Cinq minutes plus tôt, les quatre flics avaient échangé les informations glanées chez Tom et par Blanchart. Toutes menaient au même endroit, au dernier bureau du premier étage de cet immeuble en finition. Éric avait décrit les lieux du mieux qu’il pouvait et avait prévenu qu’un comité d’accueil se trouvait sur place. Deux gardiens dans le couloir plus trois autres dans une pièce. Tous armés. Lorsqu’il avait évoqué qu’une femme et un type anglais, venu pour interroger Ayla, seraient là aussi, James leur avait parlé de Nora et de sa mission. Éric avait hoché, ses doutes se confirmaient. Quant à l’autre gars, il s’agissait à coup sûr d’un homme de Carlington. Il avait fait une grimace, ces types, des durs à cuire, ne laissaient derrière eux que sang et corps. L’urgence de l’intervention s’était faite plus pressante encore. Kyle avait baragouiné une phrase incompréhensible pour les Français, puis s’était mis en marche. Buclock l’avait retenu par la manche.

– Où allez-vous comme ça, tête baissée ? Vous faire descendre ?

Fearghas, le visage froissé par la colère et l’impatience, s’était défait, d’un coup sec, de l’emprise du commandant avant de réprimer une insulte. James s’était planté devant son nez et avait repris aussi calmement que possible.

– Nous sommes quatre pour deux flingues. Réfléchissez Kyle, ce n’est pas à vous d’ouvrir la voie !

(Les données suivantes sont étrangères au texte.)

//! Error types for the market data crate.
//!
//! [`FeedError`] is the single error enum for all quote operations. Each
//! variant carries a stable uppercase [`code`](FeedError::code) used by the
//! telemetry sink for severity classification and per-code statistics.
//!
//! Only `AllProvidersFailed` is surfaced to ultimate callers; everything
//! else is absorbed by the next fallback step or degrades service quality
//! silently (see the service and cache modules).

use thiserror::Error;

/// Errors that can occur during quote operations.
#[derive(Error, Debug)]
pub enum FeedError {
    /// The provider does not know the requested symbol.
    /// Terminal for this provider; failover may still succeed.
    #[error("symbol not found: {0}")]
    SymbolNotFound(String),

    /// The provider call exceeded the request timeout.
    #[error("timeout: {provider}")]
    Timeout {
        /// The provider that timed out
        provider: String,
    },

    /// The provider reported a rate limit or exhausted quota.
    /// Distinct from a generic failure: retryable, informs backoff policy.
    #[error("rate limited: {provider}")]
    ProviderRateLimited {
        /// The provider that rate limited the request
        provider: String,
    },

    /// The provider rejected our credentials.
    #[error("authentication rejected: {provider}")]
    AuthFailed {
        /// The provider that rejected the API key
        provider: String,
    },

    /// Network or HTTP-level failure talking to the provider.
    #[error("provider error: {provider} - {message}")]
    ProviderCallFailed {
        /// The provider that returned the error
        provider: String,
        /// The error message from the provider
        message: String,
    },

    /// The provider responded, but a required field was missing or
    /// unparsable. Never produces a partially-filled quote.
    #[error("invalid payload from {provider}: {message}")]
    ParseFailed {
        /// The provider whose payload failed validation
        provider: String,
        /// Description of the validation failure
        message: String,
    },

    /// Both providers and the stale-cache fallback failed.
    /// Terminal for a single fetch, non-fatal for the service.
    #[error("all providers failed: {symbol}")]
    AllProvidersFailed {
        /// The symbol the fetch was for
        symbol: String,
    },

    /// A cache tier was unreachable. Never surfaced to callers; the cache
    /// degrades to the remaining tier instead.
    #[error("cache store unavailable: {0}")]
    CacheUnavailable(String),
}

impl FeedError {
    /// Stable uppercase code for telemetry and severity rules.
    pub fn code(&self) -> &'static str {
        match self {
            Self::SymbolNotFound(_) => "SYMBOL_NOT_FOUND",
            Self::Timeout { .. } => "TIMEOUT",
            Self::ProviderRateLimited { .. } => "RATE_LIMITED",
            Self::AuthFailed { .. } => "AUTH_FAILED",
            Self::ProviderCallFailed { .. } => "PROVIDER_ERROR",
            Self::ParseFailed { .. } => "PARSE_FAILED",
            Self::AllProvidersFailed { .. } => "ALL_PROVIDERS_FAILED",
            Self::CacheUnavailable(_) => "CACHE_UNAVAILABLE",
        }
    }

    /// Whether a later attempt against the same provider could succeed.
    ///
    /// The fetch path does not retry (it fails over), but the distinction
    /// is kept so a backoff policy can be layered on without reclassifying
    /// errors.
    pub fn is_retryable(&self) -> bool {
        matches!(
            self,
            Self::Timeout { .. } | Self::ProviderRateLimited { .. }
        )
    }
}

#[cfg(test)]
mod tests {
    use super::*;

    #[test]
    fn test_codes_are_stable() {
        let cases: Vec<(FeedError, &str)> = vec![
            (
                FeedError::SymbolNotFound("XXXX".to_string()),
                "SYMBOL_NOT_FOUND",
            ),
            (
                FeedError::Timeout {
                    provider: "TWELVE_DATA".to_string(),
                },
                "TIMEOUT",
            ),
            (
                FeedError::ProviderRateLimited {
                    provider: "ALPHA_VANTAGE".to_string(),
                },
                "RATE_LIMITED",
            ),
            (
                FeedError::AuthFailed {
                    provider: "TWELVE_DATA".to_string(),
                },
                "AUTH_FAILED",
            ),
            (
                FeedError::AllProvidersFailed {
                    symbol: "AAPL".to_string(),
                },
                "ALL_PROVIDERS_FAILED",
            ),
        ];

        for (error, code) in cases {
            assert_eq!(error.code(), code);
        }
    }

    #[test]
    fn test_retryable_classification() {
        assert!(FeedError::Timeout {
            provider: "TWELVE_DATA".to_string()
        }
        .is_retryable());
        assert!(FeedError::ProviderRateLimited {
            provider: "TWELVE_DATA".to_string()
        }
        .is_retryable());

        assert!(!FeedError::SymbolNotFound("XXXX".to_string()).is_retryable());
        assert!(!FeedError::ParseFailed {
            provider: "ALPHA_VANTAGE".to_string(),
            message: "missing price".to_string(),
        }
        .is_retryable());
        assert!(!FeedError::AllProvidersFailed {
            symbol: "AAPL".to_string()
        }
        .is_retryable());
    }

    #[test]
    fn test_error_display() {
        let error = FeedError::ProviderCallFailed {
            provider: "TWELVE_DATA".to_string(),
            message: "HTTP 502".to_string(),
        };
        assert_eq!(format!("{}", error), "provider error: TWELVE_DATA - HTTP 502");

        let error = FeedError::AllProvidersFailed {
            symbol: "USD/KRW".to_string(),
        };
        assert_eq!(format!("{}", error), "all providers failed: USD/KRW");
    }
}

– Le commandant a raison, monsieur Fearghas, seul, vous courez à votre perte, était intervenu Éric. Avec Yves, nous entrerons par l’entrée principale, monsieur Buclock viendra avec nous, Kyle, vous couvrirez la secondaire. Je n’ai pas envie d’avoir à vous surveiller lorsque nous serons dans le couloir.

– Permettez, inspecteur, était intervenu James. Nous allons inverser les rôles. C’est Fearghas qui va venir avec vous, alors que je garderai l’autre issue. Vous aurez besoin de sa hargne et de ses poings si jamais l’intervention tournait mal.

L’inspecteur et le capitaine avaient acquiescé. L’instant suivant les trois hommes s’étaient précipité dans les escaliers. James les avait regardés, puis avait rejoint la Mégane.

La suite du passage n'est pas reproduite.